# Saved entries
.....
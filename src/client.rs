//! OAuth2 Client
//!
//! Authenticated request dispatcher for one service. Every call carries the
//! current bearer token; a first 401 forces a token refresh and one retry.

use serde_json::Value;
use std::sync::Arc;
use url::Url;

use crate::core::{HttpMethod, HttpRequest, HttpResponse, HttpTransport, ReqwestHttpTransport};
use crate::error::{describe_error_body, ErrorContext, OAuth2Error, OAuth2Result};
use crate::telemetry::{create_logger, Logger, OAuth2LogContext, TracingLogger};
use crate::token::{CacheStore, DefaultTokenManager, InMemoryCacheStore, TokenManager};
use crate::types::{OAuth2Settings, RequestContext, RequestOptions};

/// OAuth2 client for calling a protected API on behalf of one service.
pub struct OAuth2Client<
    T: HttpTransport = ReqwestHttpTransport,
    M: TokenManager = DefaultTokenManager<ReqwestHttpTransport, InMemoryCacheStore>,
> {
    transport: Arc<T>,
    token_manager: Arc<M>,
    logger: Arc<dyn Logger>,
}

impl<T: HttpTransport, C: CacheStore> OAuth2Client<T, DefaultTokenManager<T, C>> {
    /// Create a client for a configured service.
    ///
    /// The transport is shared by token fetches and API calls. Fails before
    /// any network call when the service configuration is invalid.
    pub fn for_service(
        service_name: &str,
        settings: &OAuth2Settings,
        transport: Arc<T>,
        cache: Arc<C>,
    ) -> OAuth2Result<Self> {
        let token_manager =
            DefaultTokenManager::new(service_name, settings, transport.clone(), cache)?;
        Ok(Self::with_token_manager(transport, Arc::new(token_manager))
            .with_logger(create_logger(&settings.logging)))
    }
}

impl<T: HttpTransport, M: TokenManager> OAuth2Client<T, M> {
    /// Create a client from an existing token manager.
    pub fn with_token_manager(transport: Arc<T>, token_manager: Arc<M>) -> Self {
        Self {
            transport,
            token_manager,
            logger: Arc::new(TracingLogger::default()),
        }
    }

    /// Replace the logger.
    pub fn with_logger(mut self, logger: Arc<dyn Logger>) -> Self {
        self.logger = logger;
        self
    }

    /// Name of the service this client authenticates as.
    pub fn service_name(&self) -> &str {
        self.token_manager.service_name()
    }

    /// Get the token manager.
    pub fn token_manager(&self) -> &M {
        &self.token_manager
    }

    /// Send an authenticated request.
    ///
    /// 2xx responses are returned unmodified. A first 401 triggers a forced
    /// token refresh and a single retry; every other failure is raised as
    /// [`OAuth2Error::Request`].
    pub async fn request(
        &self,
        method: HttpMethod,
        url: &str,
        options: RequestOptions,
    ) -> OAuth2Result<HttpResponse> {
        let mut ctx = RequestContext::new(method, url, options);
        self.validate_url(&ctx)?;

        let mut token = self.token_manager.ensure_valid_token().await?;
        loop {
            let response = self.send(&ctx, &token).await?;
            if response.is_success() {
                return Ok(response);
            }

            if response.status == 401 && !ctx.retried {
                self.logger.warn(
                    "Request unauthorized, refreshing token and retrying",
                    &self.log_context(&ctx),
                );
                ctx.retried = true;
                token = self.token_manager.force_refresh().await?;
                continue;
            }

            return Err(self.request_failed(&ctx, &response));
        }
    }

    /// Send an authenticated GET request.
    pub async fn get(&self, url: &str, options: RequestOptions) -> OAuth2Result<HttpResponse> {
        self.request(HttpMethod::Get, url, options).await
    }

    /// Send an authenticated POST request.
    pub async fn post(&self, url: &str, options: RequestOptions) -> OAuth2Result<HttpResponse> {
        self.request(HttpMethod::Post, url, options).await
    }

    /// Send an authenticated PUT request.
    pub async fn put(&self, url: &str, options: RequestOptions) -> OAuth2Result<HttpResponse> {
        self.request(HttpMethod::Put, url, options).await
    }

    /// Send an authenticated PATCH request.
    pub async fn patch(&self, url: &str, options: RequestOptions) -> OAuth2Result<HttpResponse> {
        self.request(HttpMethod::Patch, url, options).await
    }

    /// Send an authenticated DELETE request.
    pub async fn delete(&self, url: &str, options: RequestOptions) -> OAuth2Result<HttpResponse> {
        self.request(HttpMethod::Delete, url, options).await
    }

    /// POST `payload` as JSON. The payload replaces any `json` in `options`.
    pub async fn post_json(
        &self,
        url: &str,
        payload: Value,
        options: RequestOptions,
    ) -> OAuth2Result<HttpResponse> {
        self.post(url, options.json(payload)).await
    }

    /// PUT `payload` as JSON. The payload replaces any `json` in `options`.
    pub async fn put_json(
        &self,
        url: &str,
        payload: Value,
        options: RequestOptions,
    ) -> OAuth2Result<HttpResponse> {
        self.put(url, options.json(payload)).await
    }

    /// PATCH `payload` as JSON. The payload replaces any `json` in `options`.
    pub async fn patch_json(
        &self,
        url: &str,
        payload: Value,
        options: RequestOptions,
    ) -> OAuth2Result<HttpResponse> {
        self.patch(url, options.json(payload)).await
    }

    fn log_context(&self, ctx: &RequestContext) -> OAuth2LogContext {
        OAuth2LogContext::new()
            .service(self.service_name())
            .operation("request")
            .field("method", ctx.method.as_str())
            .field("url", ctx.url.as_str())
            .field("retried", ctx.retried)
    }

    fn error_context(&self, ctx: &RequestContext) -> ErrorContext {
        ErrorContext::for_service(self.service_name())
            .with("method", ctx.method.as_str())
            .with("url", ctx.url.as_str())
            .with("retried", ctx.retried)
            .with("options", ctx.options.sanitized())
    }

    fn validate_url(&self, ctx: &RequestContext) -> OAuth2Result<()> {
        let reason = match Url::parse(&ctx.url) {
            Ok(url) if matches!(url.scheme(), "http" | "https") => return Ok(()),
            Ok(url) => format!("unsupported scheme {}", url.scheme()),
            Err(e) => e.to_string(),
        };

        Err(OAuth2Error::Request {
            message: format!(
                "Invalid request URL for service {}: {} ({})",
                self.service_name(),
                ctx.url,
                reason
            ),
            status: None,
            context: self.error_context(ctx).with("reason", reason),
            source: None,
        })
    }

    fn build_request(&self, ctx: &RequestContext, token: &str) -> HttpRequest {
        let mut headers = ctx.options.headers.clone();
        headers.retain(|name, _| {
            !name.eq_ignore_ascii_case("authorization") && !name.eq_ignore_ascii_case("accept")
        });
        headers.insert("authorization".to_string(), format!("Bearer {}", token));
        headers.insert("accept".to_string(), "application/json".to_string());

        HttpRequest {
            method: ctx.method,
            url: ctx.url.clone(),
            headers,
            query: ctx.options.query.clone(),
            body: ctx.options.body(),
            timeout: ctx.options.timeout,
            verify_tls: self.token_manager.service_config().verify_tls,
        }
    }

    async fn send(&self, ctx: &RequestContext, token: &str) -> OAuth2Result<HttpResponse> {
        self.logger
            .debug("Sending authenticated request", &self.log_context(ctx));

        self.transport
            .send(self.build_request(ctx, token))
            .await
            .map_err(|e| {
                self.logger.error(
                    "Request transport failure",
                    &self.log_context(ctx).field("reason", e.to_string()),
                );
                OAuth2Error::Request {
                    message: format!(
                        "{} request to {} failed for service {}: {}",
                        ctx.method,
                        ctx.url,
                        self.service_name(),
                        e
                    ),
                    status: None,
                    context: self.error_context(ctx).with("reason", e.to_string()),
                    source: Some(e),
                }
            })
    }

    fn request_failed(&self, ctx: &RequestContext, response: &HttpResponse) -> OAuth2Error {
        self.logger.error(
            "Request failed",
            &self.log_context(ctx).field("status", response.status),
        );

        OAuth2Error::Request {
            message: format!(
                "{} request to {} failed for service {} with status {}: {}",
                ctx.method,
                ctx.url,
                self.service_name(),
                response.status,
                describe_error_body(&response.body)
            ),
            status: Some(response.status),
            context: self
                .error_context(ctx)
                .with("status", response.status)
                .with_response(&response.body),
            source: None,
        }
    }
}

/// Create a client for `service_name` with the default reqwest transport and
/// a private in-memory token cache.
pub fn oauth2_client(service_name: &str, settings: &OAuth2Settings) -> OAuth2Result<OAuth2Client> {
    let transport = ReqwestHttpTransport::new().map_err(|e| OAuth2Error::Request {
        message: format!(
            "Failed to create HTTP transport for service {}: {}",
            service_name, e
        ),
        status: None,
        context: ErrorContext::for_service(service_name),
        source: Some(e),
    })?;

    OAuth2Client::for_service(
        service_name,
        settings,
        Arc::new(transport),
        Arc::new(InMemoryCacheStore::new()),
    )
}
.....
# Task prompt
Copy the lines above exactly, beginning at the line that has "ErrorContext::for_service(self.service_name())" and stopping after the line that has "fn build_request(&self, ctx: &RequestContext, token: &str)", and omit the rest.

# Problem solution
        ErrorContext::for_service(self.service_name())
            .with("method", ctx.method.as_str())
            .with("url", ctx.url.as_str())
            .with("retried", ctx.retried)
            .with("options", ctx.options.sanitized())
    }

    fn validate_url(&self, ctx: &RequestContext) -> OAuth2Result<()> {
        let reason = match Url::parse(&ctx.url) {
            Ok(url) if matches!(url.scheme(), "http" | "https") => return Ok(()),
            Ok(url) => format!("unsupported scheme {}", url.scheme()),
            Err(e) => e.to_string(),
        };

        Err(OAuth2Error::Request {
            message: format!(
                "Invalid request URL for service {}: {} ({})",
                self.service_name(),
                ctx.url,
                reason
            ),
            status: None,
            context: self.error_context(ctx).with("reason", reason),
            source: None,
        })
    }

    fn build_request(&self, ctx: &RequestContext, token: &str) -> HttpRequest {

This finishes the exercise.